Fauci: Pause in Johnson & Johnson vaccines ‘could actually diminish hesitancy’
Anthony Fauci on Wednesday said he thinks the government’s decision to recommend a halt in the administration of the Johnson & Johnson coronavirus vaccine could actually diminish vaccine hesitancy amid some concerns that the pause could deter people from getting shots.
Fauci, the government’s leading infectious diseases expert, said the move from the Food and Drug Administration (FDA) and the Centers for Disease Control and Prevention (CDC) could underscore how seriously federal agencies are taking vaccine safety.
“One of the most important reasons why people have hesitancy is they’re concerned about the safety. The very fact that you have an organization, two organizations, the CDC and the FDA, looking so carefully at this, making safety the primary concern, in my mind, confirms or underscores the situation that we take safety very seriously. So I would think, at the end of the day, it could actually diminish hesitancy by saying, ‘Boy, those people there, they’re looking at that really carefully,’” Fauci said in an appearance on NBC’s “Today.”
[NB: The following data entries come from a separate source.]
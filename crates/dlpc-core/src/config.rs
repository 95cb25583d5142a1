//! Connection and timing configuration.
//!
//! Everything deserializes from JSON with per-field defaults, so a config
//! file only has to name what differs from the stock controller setup.

use std::fs;
use std::path::Path;
use std::time::Duration;

use serde::{Deserialize, Serialize};
use thiserror::Error;

use crate::protocols::{serial, usb};

#[derive(Debug, Error)]
pub enum ConfigError {
    #[error("I/O error: {0}")]
    Io(#[from] std::io::Error),
    #[error("invalid config: {0}")]
    Json(#[from] serde_json::Error),
}

/// Top-level configuration.
///
/// # Examples
/// ```
/// use dlpc_core::Config;
///
/// let config = Config::from_json_str(r#"{ "serial": { "port": "/dev/ttyUSB1" } }"#).unwrap();
/// assert_eq!(config.serial.port, "/dev/ttyUSB1");
/// assert_eq!(config.serial.baud_rate, 38400);
/// assert_eq!(config.usb.product_id, 0xC900);
/// ```
#[derive(Debug, Clone, Default, PartialEq, Eq, Serialize, Deserialize)]
#[serde(default)]
pub struct Config {
    pub usb: UsbConfig,
    pub serial: SerialConfig,
    pub timing: Timing,
}

impl Config {
    pub fn from_json_str(json: &str) -> Result<Self, ConfigError> {
        Ok(serde_json::from_str(json)?)
    }

    pub fn from_path(path: &Path) -> Result<Self, ConfigError> {
        let json = fs::read_to_string(path)?;
        Self::from_json_str(&json)
    }
}

/// USB identity and bulk endpoints of the controller.
#[derive(Debug, Clone, PartialEq, Eq, Serialize, Deserialize)]
#[serde(default)]
pub struct UsbConfig {
    pub vendor_id: u16,
    pub product_id: u16,
    pub interface: u8,
    pub out_endpoint: u8,
    pub in_endpoint: u8,
    pub timeout_ms: u64,
}

impl Default for UsbConfig {
    fn default() -> Self {
        Self {
            vendor_id: 0x0451,
            product_id: 0xC900,
            interface: 0,
            out_endpoint: usb::layout::OUT_ENDPOINT,
            in_endpoint: usb::layout::IN_ENDPOINT,
            timeout_ms: 1000,
        }
    }
}

impl UsbConfig {
    pub fn timeout(&self) -> Duration {
        Duration::from_millis(self.timeout_ms)
    }
}

/// RS485 line settings (always 8N1).
#[derive(Debug, Clone, PartialEq, Eq, Serialize, Deserialize)]
#[serde(default)]
pub struct SerialConfig {
    pub port: String,
    pub baud_rate: u32,
    pub address: u8,
    pub timeout_ms: u64,
}

impl Default for SerialConfig {
    fn default() -> Self {
        Self {
            port: "/dev/ttyUSB0".to_string(),
            baud_rate: 38400,
            address: serial::layout::DEFAULT_ADDRESS,
            timeout_ms: 1000,
        }
    }
}

impl SerialConfig {
    pub fn timeout(&self) -> Duration {
        Duration::from_millis(self.timeout_ms)
    }
}

/// Fixed waits around transfers, in milliseconds.
///
/// The settle delays are quiescence windows the controller needs after a
/// state change; they are not tuning knobs to drop.
#[derive(Debug, Clone, Copy, PartialEq, Eq, Serialize, Deserialize)]
#[serde(default)]
pub struct Timing {
    /// Pause before the single retry of a failed packet write.
    pub write_retry_backoff_ms: u64,
    /// Wait between a read command and its reply.
    pub reply_settle_ms: u64,
    /// Wait after a display-mode write before reading it back.
    pub display_mode_settle_ms: u64,
    /// Wait after a power-mode write before reading it back.
    pub power_settle_ms: u64,
    /// Wait between an RS485 request and its reply.
    pub serial_settle_ms: u64,
}

impl Default for Timing {
    fn default() -> Self {
        Self {
            write_retry_backoff_ms: 100,
            reply_settle_ms: 100,
            display_mode_settle_ms: 500,
            power_settle_ms: 100,
            serial_settle_ms: 50,
        }
    }
}

impl Timing {
    /// No waits at all; for mocks and tests.
    pub const fn immediate() -> Self {
        Self {
            write_retry_backoff_ms: 0,
            reply_settle_ms: 0,
            display_mode_settle_ms: 0,
            power_settle_ms: 0,
            serial_settle_ms: 0,
        }
    }

    pub fn write_retry_backoff(&self) -> Duration {
        Duration::from_millis(self.write_retry_backoff_ms)
    }

    pub fn reply_settle(&self) -> Duration {
        Duration::from_millis(self.reply_settle_ms)
    }

    pub fn display_mode_settle(&self) -> Duration {
        Duration::from_millis(self.display_mode_settle_ms)
    }

    pub fn power_settle(&self) -> Duration {
        Duration::from_millis(self.power_settle_ms)
    }

    pub fn serial_settle(&self) -> Duration {
        Duration::from_millis(self.serial_settle_ms)
    }
}

#[cfg(test)]
mod tests {
    use super::{Config, ConfigError, Timing};

    #[test]
    fn empty_object_yields_defaults() {
        let config = Config::from_json_str("{}").unwrap();
        assert_eq!(config, Config::default());
        assert_eq!(config.timing.display_mode_settle_ms, 500);
        assert_eq!(config.usb.in_endpoint, 0x81);
    }

    #[test]
    fn partial_timing_keeps_other_defaults() {
        let config = Config::from_json_str(r#"{ "timing": { "reply_settle_ms": 5 } }"#).unwrap();
        assert_eq!(config.timing.reply_settle_ms, 5);
        assert_eq!(config.timing.power_settle_ms, 100);
    }

    #[test]
    fn invalid_json_is_reported() {
        let err = Config::from_json_str("{ nope").unwrap_err();
        assert!(matches!(err, ConfigError::Json(_)));
    }

    #[test]
    fn immediate_timing_is_all_zero() {
        let timing = Timing::immediate();
        assert!(timing.display_mode_settle().is_zero());
        assert!(timing.write_retry_backoff().is_zero());
    }
}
The federal decision to recommend a pause in the administration of Johnson & Johnson vaccines came after six women who received the shot developed blood clots. One person died, and another is in critical condition.
However, more than 7 million people have received the vaccine from the firm, making the chances of getting the clots less than one in a million.
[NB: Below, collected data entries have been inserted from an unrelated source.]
use std::fmt;

use serde::Serialize;

use super::commands;
use super::{DeviceFault, DisplayMode, Dmd, PowerMode, require_data};
use crate::error::ProtocolError;
use crate::transport::Transport;

/// Controller/DMD combination reported by the hardware query.
#[derive(Debug, Clone, Copy, PartialEq, Eq, Serialize)]
#[serde(rename_all = "snake_case")]
pub enum HardwareProduct {
    Unknown,
    Dlp6500,
    Dlp9000,
    Dlp670s,
    Dlp500yx,
    Dlp5500,
    /// Code not listed in the programmer's guide.
    Undocumented(u8),
}

impl HardwareProduct {
    pub fn from_code(code: u8) -> Self {
        match code {
            0x00 => HardwareProduct::Unknown,
            0x01 => HardwareProduct::Dlp6500,
            0x02 => HardwareProduct::Dlp9000,
            0x03 => HardwareProduct::Dlp670s,
            0x04 => HardwareProduct::Dlp500yx,
            0x05 => HardwareProduct::Dlp5500,
            other => HardwareProduct::Undocumented(other),
        }
    }
}

impl fmt::Display for HardwareProduct {
    fn fmt(&self, f: &mut fmt::Formatter<'_>) -> fmt::Result {
        match self {
            HardwareProduct::Unknown => write!(f, "unknown"),
            HardwareProduct::Dlp6500 => write!(f, "DLP6500"),
            HardwareProduct::Dlp9000 => write!(f, "DLP9000"),
            HardwareProduct::Dlp670s => write!(f, "DLP670S"),
            HardwareProduct::Dlp500yx => write!(f, "DLP500YX"),
            HardwareProduct::Dlp5500 => write!(f, "DLP5500"),
            HardwareProduct::Undocumented(code) => write!(f, "undocumented hardware (0x{code:02X})"),
        }
    }
}

#[derive(Debug, Clone, PartialEq, Eq, Serialize)]
pub struct HardwareInfo {
    pub product: HardwareProduct,
    /// ASCII firmware tag, trailing NULs removed.
    pub firmware_tag: String,
}

#[derive(Debug, Clone, Copy, PartialEq, Eq, Serialize)]
pub struct Version {
    pub major: u8,
    pub minor: u8,
    pub patch: u16,
}

impl Version {
    /// `patch` (LE u16) at offset 0, `minor` at 2, `major` at 3.
    fn from_group(group: &[u8]) -> Self {
        Self {
            major: group[3],
            minor: group[2],
            patch: u16::from_le_bytes([group[0], group[1]]),
        }
    }
}

impl fmt::Display for Version {
    fn fmt(&self, f: &mut fmt::Formatter<'_>) -> fmt::Result {
        write!(f, "{}.{}.{}", self.major, self.minor, self.patch)
    }
}

#[derive(Debug, Clone, Copy, PartialEq, Eq, Serialize)]
pub struct FirmwareVersion {
    pub application: Version,
    pub api: Version,
    pub software_config: Version,
    pub sequencer_config: Version,
}

impl FirmwareVersion {
    pub const LEN: usize = 16;

    /// Decode four 4-byte version groups; `None` if fewer than 16 bytes.
    pub fn from_bytes(data: &[u8]) -> Option<Self> {
        if data.len() < Self::LEN {
            return None;
        }
        Some(Self {
            application: Version::from_group(&data[0..4]),
            api: Version::from_group(&data[4..8]),
            software_config: Version::from_group(&data[8..12]),
            sequencer_config: Version::from_group(&data[12..16]),
        })
    }
}

/// Hardware status byte (command 0x1A0A).
#[derive(Debug, Clone, Copy, PartialEq, Eq, Serialize)]
pub struct HardwareStatus {
    pub raw: u8,
}

impl HardwareStatus {
    pub fn init_successful(&self) -> bool {
        self.raw & 0x01 != 0
    }

    pub fn incompatible(&self) -> bool {
        self.raw & 0x02 != 0
    }

    pub fn dmd_reset_controller_error(&self) -> bool {
        self.raw & 0x04 != 0
    }

    pub fn forced_swap_error(&self) -> bool {
        self.raw & 0x08 != 0
    }

    pub fn secondary_controller_present(&self) -> bool {
        self.raw & 0x10 != 0
    }

    pub fn sequencer_abort(&self) -> bool {
        self.raw & 0x40 != 0
    }

    pub fn sequencer_error(&self) -> bool {
        self.raw & 0x80 != 0
    }

    pub fn error_count(&self) -> usize {
        [
            !self.init_successful(),
            self.incompatible(),
            self.dmd_reset_controller_error(),
            self.forced_swap_error(),
            self.sequencer_abort(),
            self.sequencer_error(),
        ]
        .into_iter()
        .filter(|flag| *flag)
        .count()
    }

    /// One line per reported condition.
    pub fn describe(&self) -> Vec<&'static str> {
        let mut lines = Vec::new();
        lines.push(if self.init_successful() {
            "Internal initialization successful"
        } else {
            "Internal initialization error"
        });
        lines.push(if self.incompatible() {
            "Incompatible controller or DMD, or wrong firmware loaded"
        } else {
            "System is compatible"
        });
        if self.dmd_reset_controller_error() {
            lines.push("DMD reset controller error: overlapping bias or reset operations");
        }
        if self.forced_swap_error() {
            lines.push("Forced swap error occurred");
        }
        if self.secondary_controller_present() {
            lines.push("Secondary controller present and ready");
        }
        if self.sequencer_abort() {
            lines.push("Sequencer detected an error condition that caused an abort");
        }
        if self.sequencer_error() {
            lines.push("Sequencer detected an error");
        }
        lines
    }
}

/// Main status byte (command 0x1A0C).
#[derive(Debug, Clone, Copy, PartialEq, Eq, Serialize)]
pub struct MainStatus {
    pub raw: u8,
}

impl MainStatus {
    pub fn mirrors_parked(&self) -> bool {
        self.raw & 0x01 != 0
    }

    pub fn sequencer_running(&self) -> bool {
        self.raw & 0x02 != 0
    }

    pub fn video_frozen(&self) -> bool {
        self.raw & 0x04 != 0
    }

    pub fn source_locked(&self) -> bool {
        self.raw & 0x08 != 0
    }

    pub fn port1_syncs_valid(&self) -> bool {
        self.raw & 0x10 != 0
    }

    pub fn port2_syncs_valid(&self) -> bool {
        self.raw & 0x20 != 0
    }
}

/// Aggregate snapshot for reporting.
#[derive(Debug, Clone, Serialize)]
pub struct StatusReport {
    pub hardware: HardwareInfo,
    pub firmware: FirmwareVersion,
    pub hardware_status: HardwareStatus,
    pub hardware_errors: Vec<&'static str>,
    pub main_status: MainStatus,
    pub power_mode: PowerMode,
    pub display_mode: DisplayMode,
    #[serde(skip_serializing_if = "Option::is_none")]
    pub last_error: Option<DeviceFault>,
}

const SYSTEM_MEMORY_OK: u8 = 0x01;
const COMMUNICATION_ERROR_BITS: u8 = 0x05;

impl<T: Transport> Dmd<T> {
    pub fn get_hardware(&mut self) -> Result<HardwareInfo, ProtocolError> {
        let data = self.query(commands::HARDWARE_INFO)?;
        require_data(commands::HARDWARE_INFO, &data, 1)?;
        Ok(HardwareInfo {
            product: HardwareProduct::from_code(data[0]),
            firmware_tag: ascii_trimmed(&data[1..]),
        })
    }

    pub fn get_firmware_version(&mut self) -> Result<FirmwareVersion, ProtocolError> {
        let data = self.query(commands::FIRMWARE_VERSION)?;
        FirmwareVersion::from_bytes(&data).ok_or(ProtocolError::MalformedReply {
            command: commands::FIRMWARE_VERSION,
            needed: FirmwareVersion::LEN,
            actual: data.len(),
        })
    }

    pub fn get_hardware_status(&mut self) -> Result<HardwareStatus, ProtocolError> {
        let raw = self.query_byte(commands::HARDWARE_STATUS)?;
        Ok(HardwareStatus { raw })
    }

    pub fn get_main_status(&mut self) -> Result<MainStatus, ProtocolError> {
        let raw = self.query_byte(commands::MAIN_STATUS)?;
        Ok(MainStatus { raw })
    }

    /// Fails when the controller reports it cannot talk to the DMD.
    pub fn check_communication_status(&mut self) -> Result<(), ProtocolError> {
        let status = self.query_byte(commands::COMMUNICATION_STATUS)?;
        if status & COMMUNICATION_ERROR_BITS != 0 {
            return Err(ProtocolError::StatusCheckFailed {
                check: "controller to DMD communication",
                status,
            });
        }
        Ok(())
    }

    /// Fails when the internal memory test did not pass.
    pub fn check_system_status(&mut self) -> Result<(), ProtocolError> {
        let status = self.query_byte(commands::SYSTEM_STATUS)?;
        if status & SYSTEM_MEMORY_OK == 0 {
            return Err(ProtocolError::StatusCheckFailed {
                check: "internal memory test",
                status,
            });
        }
        Ok(())
    }

    /// Last error code recorded by the controller, `None` when clear.
    ///
    /// Some firmware answers with an empty reply when nothing is pending;
    /// that is treated as no error.
    pub fn check_for_error(&mut self) -> Result<Option<DeviceFault>, ProtocolError> {
        let data = self.query(commands::READ_ERROR_CODE)?;
        Ok(data.first().and_then(|code| DeviceFault::from_code(*code)))
    }

    /// Like [`check_for_error`](Self::check_for_error), but a recorded
    /// fault becomes `ProtocolError::Fault`.
    pub fn ensure_no_fault(&mut self) -> Result<(), ProtocolError> {
        match self.check_for_error()? {
            Some(fault) => Err(ProtocolError::Fault(fault)),
            None => Ok(()),
        }
    }

    /// Human-readable description of the last error.
    pub fn get_error_description(&mut self) -> Result<String, ProtocolError> {
        let data = self.query(commands::READ_ERROR_DESCRIPTION)?;
        Ok(ascii_trimmed(&data))
    }

    pub fn status_report(&mut self) -> Result<StatusReport, ProtocolError> {
        let hardware = self.get_hardware()?;
        let firmware = self.get_firmware_version()?;
        let hardware_status = self.get_hardware_status()?;
        let main_status = self.get_main_status()?;
        let power_mode = self.get_current_powermode()?;
        let display_mode = self.get_display_mode()?;
        let last_error = self.check_for_error()?;
        Ok(StatusReport {
            hardware,
            firmware,
            hardware_errors: hardware_status.describe(),
            hardware_status,
            main_status,
            power_mode,
            display_mode,
            last_error,
        })
    }
}

fn ascii_trimmed(bytes: &[u8]) -> String {
    let text: String = bytes
        .iter()
        .filter(|b| **b != 0)
        .map(|b| char::from(*b))
        .collect();
    text.trim().to_string()
}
The shot from Johnson & Johnson is one of three approved for emergency use in the country, along with others from Moderna and Pfizer-BioNTech.
While those two vaccines use different messenger RNA technology and have not been associated with any serious side effects, experts warn that the Johnson & Johnson pause could fuel broader vaccine hesitancy.
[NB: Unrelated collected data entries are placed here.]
use super::error::SerialFrameError;
use super::layout;

/// One RS485 frame: header, address, function code, three data bytes
/// (byte0, byte1, reserved), checksum, tail.
#[derive(Debug, Clone, Copy, PartialEq, Eq)]
pub struct SerialFrame {
    pub address: u8,
    pub function_code: u8,
    pub data: [u8; 3],
}

impl SerialFrame {
    pub fn new(address: u8, function_code: u8, data: [u8; 3]) -> Self {
        Self {
            address,
            function_code,
            data,
        }
    }

    /// Sum of function code and data bytes, modulo 256.
    pub fn checksum(&self) -> u8 {
        checksum(&[self.function_code, self.data[0], self.data[1], self.data[2]])
    }

    pub fn to_bytes(&self) -> [u8; layout::FRAME_LEN] {
        let mut bytes = [0u8; layout::FRAME_LEN];
        bytes[layout::HEADER_RANGE].copy_from_slice(&layout::HEADER);
        bytes[layout::ADDRESS_OFFSET] = self.address;
        bytes[layout::FUNCTION_OFFSET] = self.function_code;
        bytes[layout::DATA_RANGE].copy_from_slice(&self.data);
        bytes[layout::CHECKSUM_OFFSET] = self.checksum();
        bytes[layout::TAIL_RANGE].copy_from_slice(&layout::TAIL);
        bytes
    }
}

pub fn checksum(bytes: &[u8]) -> u8 {
    bytes.iter().fold(0u8, |acc, b| acc.wrapping_add(*b))
}

/// Validate a reply against the configured address and expected function.
///
/// # Examples
/// ```
/// use dlpc_core::protocols::serial::{SerialFrame, parse};
///
/// let frame = SerialFrame::new(0x01, 0x03, [0x07, 0xD0, 0x00]);
/// let parsed = parse(&frame.to_bytes(), 0x01, 0x03).unwrap();
/// assert_eq!(parsed, frame);
/// ```
///
/// # Errors
/// `SerialFrameError` naming the first check that failed.
pub fn parse(
    bytes: &[u8],
    address: u8,
    expected_function: u8,
) -> Result<SerialFrame, SerialFrameError> {
    let bytes: &[u8; layout::FRAME_LEN] =
        bytes
            .try_into()
            .map_err(|_| SerialFrameError::WrongLength {
                expected: layout::FRAME_LEN,
                actual: bytes.len(),
            })?;

    let header = [bytes[0], bytes[1]];
    if header != layout::HEADER {
        return Err(SerialFrameError::BadHeader(header));
    }
    let tail = [bytes[layout::TAIL_RANGE.start], bytes[layout::TAIL_RANGE.start + 1]];
    if tail != layout::TAIL {
        return Err(SerialFrameError::BadTail(tail));
    }
    if bytes[layout::ADDRESS_OFFSET] != address {
        return Err(SerialFrameError::AddressMismatch {
            expected: address,
            actual: bytes[layout::ADDRESS_OFFSET],
        });
    }
    if bytes[layout::FUNCTION_OFFSET] != expected_function {
        return Err(SerialFrameError::FunctionMismatch {
            expected: expected_function,
            actual: bytes[layout::FUNCTION_OFFSET],
        });
    }
    let computed = checksum(&bytes[layout::CHECKSUM_RANGE]);
    if computed != bytes[layout::CHECKSUM_OFFSET] {
        return Err(SerialFrameError::ChecksumMismatch {
            expected: computed,
            actual: bytes[layout::CHECKSUM_OFFSET],
        });
    }

    let mut data = [0u8; 3];
    data.copy_from_slice(&bytes[layout::DATA_RANGE]);
    Ok(SerialFrame::new(address, expected_function, data))
}

#[cfg(test)]
mod tests {
    use super::{SerialFrame, parse};
    use crate::protocols::serial::error::SerialFrameError;

    #[test]
    fn checksum_covers_function_and_data_only() {
        let frame = SerialFrame::new(0x01, 0x03, [0x01, 0x00, 0x00]);
        assert_eq!(frame.checksum(), 0x04);
        let frame = SerialFrame::new(0x7F, 0xFF, [0xFF, 0x02, 0x00]);
        assert_eq!(frame.checksum(), 0x00);
    }

    #[test]
    fn to_bytes_layout() {
        let frame = SerialFrame::new(0x01, 0x02, [0x01, 0x00, 0x00]);
        assert_eq!(
            frame.to_bytes(),
            [0x55, 0xAA, 0x01, 0x02, 0x01, 0x00, 0x00, 0x03, 0xDA, 0xC3]
        );
    }

    #[test]
    fn parse_rejects_wrong_length() {
        let err = parse(&[0x55, 0xAA, 0x01], 0x01, 0x02).unwrap_err();
        assert_eq!(
            err,
            SerialFrameError::WrongLength {
                expected: 10,
                actual: 3
            }
        );
    }

    #[test]
    fn parse_rejects_bad_checksum() {
        let mut bytes = SerialFrame::new(0x01, 0x05, [0x00, 0x01, 0x2C]).to_bytes();
        bytes[7] ^= 0xFF;
        let err = parse(&bytes, 0x01, 0x05).unwrap_err();
        assert!(matches!(err, SerialFrameError::ChecksumMismatch { .. }));
    }

    #[test]
    fn parse_rejects_other_address_and_function() {
        let bytes = SerialFrame::new(0x02, 0x05, [0, 0, 0]).to_bytes();
        assert!(matches!(
            parse(&bytes, 0x01, 0x05),
            Err(SerialFrameError::AddressMismatch { expected: 1, actual: 2 })
        ));
        let bytes = SerialFrame::new(0x01, 0x06, [0, 0, 0]).to_bytes();
        assert!(matches!(
            parse(&bytes, 0x01, 0x05),
            Err(SerialFrameError::FunctionMismatch { expected: 5, actual: 6 })
        ));
    }

    #[test]
    fn parse_rejects_header_and_tail() {
        let mut bytes = SerialFrame::new(0x01, 0x02, [0, 0, 0]).to_bytes();
        bytes[0] = 0x00;
        assert!(matches!(
            parse(&bytes, 0x01, 0x02),
            Err(SerialFrameError::BadHeader([0x00, 0xAA]))
        ));
        let mut bytes = SerialFrame::new(0x01, 0x02, [0, 0, 0]).to_bytes();
        bytes[9] = 0x00;
        assert!(matches!(
            parse(&bytes, 0x01, 0x02),
            Err(SerialFrameError::BadTail([0xDA, 0x00]))
        ));
    }
}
“A global pause of the J&J vaccine seems excessive given the popular mythologies that are likely to arise from this statement for all vaccines,” Prabhjot Singh, a physician and global health expert at the Icahn School of Medicine at Mount Sinai, told The Hill Tuesday.
Federal officials have sought to allay concerns, maintaining that the shots are safe and that there are still enough doses to vaccinate all U.S. adults.
“It is a very, very rare event. You don’t want people who have just received the vaccine to be overly worried about this. This is a rare occurrence,” Fauci said of the blood clots. “The pause is just an abundance of caution to scope out the situation a little bit more closely.”